In economics, an economic recession is a business cycle contraction when there is a general slowdown in economic activity over two consecutive quarters. As of the third quarter of 2018, not less than five European economies were on the brink of slipping into an economic recession after posting negative GDP growth due to contraction in economic activities.
Out of the 13 largest economies in Europe, two entered a recession (Italy and Turkey), three narrowly escaped a recession after reporting negative economic growth in Q3 (Germany, Sweden and Switzerland), another three countries reported slower growth in Q4 than Q3 (UK, Russia and Poland), three posted flat economic growth (France, Belgium and Austria) and only two saw their economic fortunes slightly improve (Netherlands and Spain), raising fears that Europe may slip into its first recession in five years.
According to the Financial Times, this prompted the European Central Bank (ECB) to respond proactively by “reviving a crisis-era stimulus programme after two years of weaning the eurozone off its easy money policies, a sign of rising concern over the region’s faltering economy.”
The new monetary policy dubbed Targeted Longer-Term Refinancing Operations, would see the ECB hold a series of auctions of multiyear loans at low rates to stave off a collapse in lending — the first time it has reopened the programme in nearly three years according to FT.
The monetary policy decision to make a fresh offer of cheap loans to eurozone banks was coupled with a signal it would keep interest rates at historic lows until next year, as fears that the economy may the too weak to manage a higher interest rate continued to echo from the Central Bankers.
In a sign of how concerned ECB policymakers have become, they severely downgraded projections for the eurozone’s gross domestic product growth this year to 1.1 per cent from a forecast of 1.7 percent just three months ago. Inflation forecasts were also cut, with price rises now set to undershoot the bank’s 2 percent target all the way out to 2021.

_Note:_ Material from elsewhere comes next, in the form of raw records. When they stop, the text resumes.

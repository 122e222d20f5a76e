// SPDX-License-Identifier: PMPL-1.0-or-later
// Copyright (c) 2026 Jonathan D.A. Jewell (hyperpolymath) <jonathan.jewell@open.ac.uk>
//
// Raw print pass-through (JetDirect style, port 9100).
//
// Open a socket, write the payload followed by LF + form feed, then collect
// whatever the device says back until it closes or the deadline passes.
// No job state and no protocol negotiation.

use std::fmt;
use std::io::{ErrorKind, Read, Write};
use std::time::{Duration, Instant};

use tracing::{debug, info, instrument};

use scanwerk_core::error::Result;
use scanwerk_core::types::DeviceAddress;

use crate::transport::{Transport, is_timeout, map_io_error};

/// Default raw print port (HP JetDirect).
pub const RAW_PORT: u16 = 9100;

/// Appended to every payload so the device flushes the page.
pub const TERMINATOR: &[u8] = b"\n\x0c";

const WRITE_CHUNK: usize = 8192;

/// What the device sent back after the payload.
#[derive(Debug, Clone, PartialEq, Eq)]
pub enum PassthroughReply {
    Output(String),
    NoOutput,
}

impl fmt::Display for PassthroughReply {
    fn fmt(&self, f: &mut fmt::Formatter<'_>) -> fmt::Result {
        match self {
            Self::Output(text) => write!(f, "Here is the output:\n{text}"),
            Self::NoOutput => f.write_str("Successful, but sorry no output received."),
        }
    }
}

/// Send `payload` and wait up to `timeout` for the device's reply.
#[instrument(skip_all, fields(%device, bytes = payload.len()))]
pub fn send_raw(
    transport: &dyn Transport,
    device: &DeviceAddress,
    payload: &[u8],
    timeout: Duration,
) -> Result<PassthroughReply> {
    let peer = device.to_string();
    let mut conn = transport.connect(device, timeout)?;

    let mut message = Vec::with_capacity(payload.len() + TERMINATOR.len());
    message.extend_from_slice(payload);
    message.extend_from_slice(TERMINATOR);

    let mut sent = 0;
    for chunk in message.chunks(WRITE_CHUNK) {
        conn.write_all(chunk).map_err(|e| map_io_error(e, &peer))?;
        sent += chunk.len();
        debug!(sent, total = message.len(), "pass-through progress");
    }
    conn.flush().map_err(|e| map_io_error(e, &peer))?;

    let deadline = Instant::now() + timeout;
    let mut output = Vec::new();
    let mut buf = [0u8; 1024];
    loop {
        let remaining = deadline.saturating_duration_since(Instant::now());
        if remaining.is_zero() {
            break;
        }
        conn.set_read_timeout(Some(remaining))?;
        match conn.read(&mut buf) {
            Ok(0) => break,
            Ok(n) => output.extend_from_slice(&buf[..n]),
            Err(e) if e.kind() == ErrorKind::Interrupted => continue,
            Err(e) if is_timeout(&e) => break,
            Err(e) => return Err(map_io_error(e, &peer)),
        }
    }

    info!(sent, received = output.len(), "pass-through complete");
    Ok(if output.is_empty() {
        PassthroughReply::NoOutput
    } else {
        PassthroughReply::Output(String::from_utf8_lossy(&output).into_owned())
    })
}

#[cfg(test)]
mod tests {
    use super::*;
    use crate::transport::scripted::{Script, ScriptedTransport};
    use scanwerk_core::error::ScanwerkError;

    fn device() -> DeviceAddress {
        DeviceAddress::new("10.0.0.7", RAW_PORT)
    }

    fn send(transport: &ScriptedTransport, payload: &[u8]) -> Result<PassthroughReply> {
        send_raw(transport, &device(), payload, Duration::from_secs(10))
    }

    #[test]
    fn payload_is_terminated() {
        let transport = ScriptedTransport::new(vec![Script::Reply(Vec::new())]);
        send(&transport, b"@PJL INFO STATUS").unwrap();
        assert_eq!(transport.requests()[0], b"@PJL INFO STATUS\n\x0c");
    }

    #[test]
    fn device_output_is_returned() {
        let transport = ScriptedTransport::new(vec![Script::Reply(b"CODE=10001\r\nONLINE=TRUE".to_vec())]);
        let reply = send(&transport, b"@PJL INFO STATUS").unwrap();
        assert_eq!(reply, PassthroughReply::Output("CODE=10001\r\nONLINE=TRUE".into()));
        assert_eq!(reply.to_string(), "Here is the output:\nCODE=10001\r\nONLINE=TRUE");
    }

    #[test]
    fn silent_device() {
        let transport = ScriptedTransport::new(vec![Script::Stall(Vec::new())]);
        let reply = send(&transport, b"hello").unwrap();
        assert_eq!(reply, PassthroughReply::NoOutput);
        assert_eq!(reply.to_string(), "Successful, but sorry no output received.");
    }

    #[test]
    fn output_before_stall_is_kept() {
        let transport = ScriptedTransport::new(vec![Script::Stall(b"READY".to_vec())]);
        assert_eq!(send(&transport, b"x").unwrap(), PassthroughReply::Output("READY".into()));
    }

    #[test]
    fn large_payload_is_written_whole() {
        let payload = vec![b'A'; 3 * WRITE_CHUNK + 17];
        let transport = ScriptedTransport::new(vec![Script::Reply(Vec::new())]);
        send(&transport, &payload).unwrap();
        assert_eq!(transport.requests()[0].len(), payload.len() + TERMINATOR.len());
    }

    #[test]
    fn refused_connection() {
        let transport = ScriptedTransport::new(vec![Script::Refuse]);
        assert!(matches!(send(&transport, b"x"), Err(ScanwerkError::ConnectionFailed(_))));
    }
}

“It will be a miracle if Europe doesn’t enter an economic recession towards the end of this year,” said Maju Eldad, Lecturer in Economics Department at Federal University of Kashere, Gombe. “Four of its largest economies are struggling to grow. Britain reported its slowest growth in years last quarter and is facing higher uncertainties due to its no-deal Brexit. Italy is already in recession, France posted flat economic growth of around 0.3 percent again and Germany, europe’s biggest economy, narrowly escaped recession with 0 percent growth.”
“If Europe enters a recession, it will not be too long before they will be joined by America due to their close trade ties and financial interconnectedness, potentially putting an end to the longest ever economic expansion in America. The biggest risk to America now is Europe, not the “Fed” or Trump. If America goes under too, the world will follow,” said the gloomy economist.
Euro Area GDP growth rate improved slightly from 0.1 percent to 0.2 percent as only two economies posted negative growth, helping raise economic expansion by 10 basis point. Euro Area has failed to expand its economy up to 1 percent since 2009 and barely recovered from its last economic recession in 2013.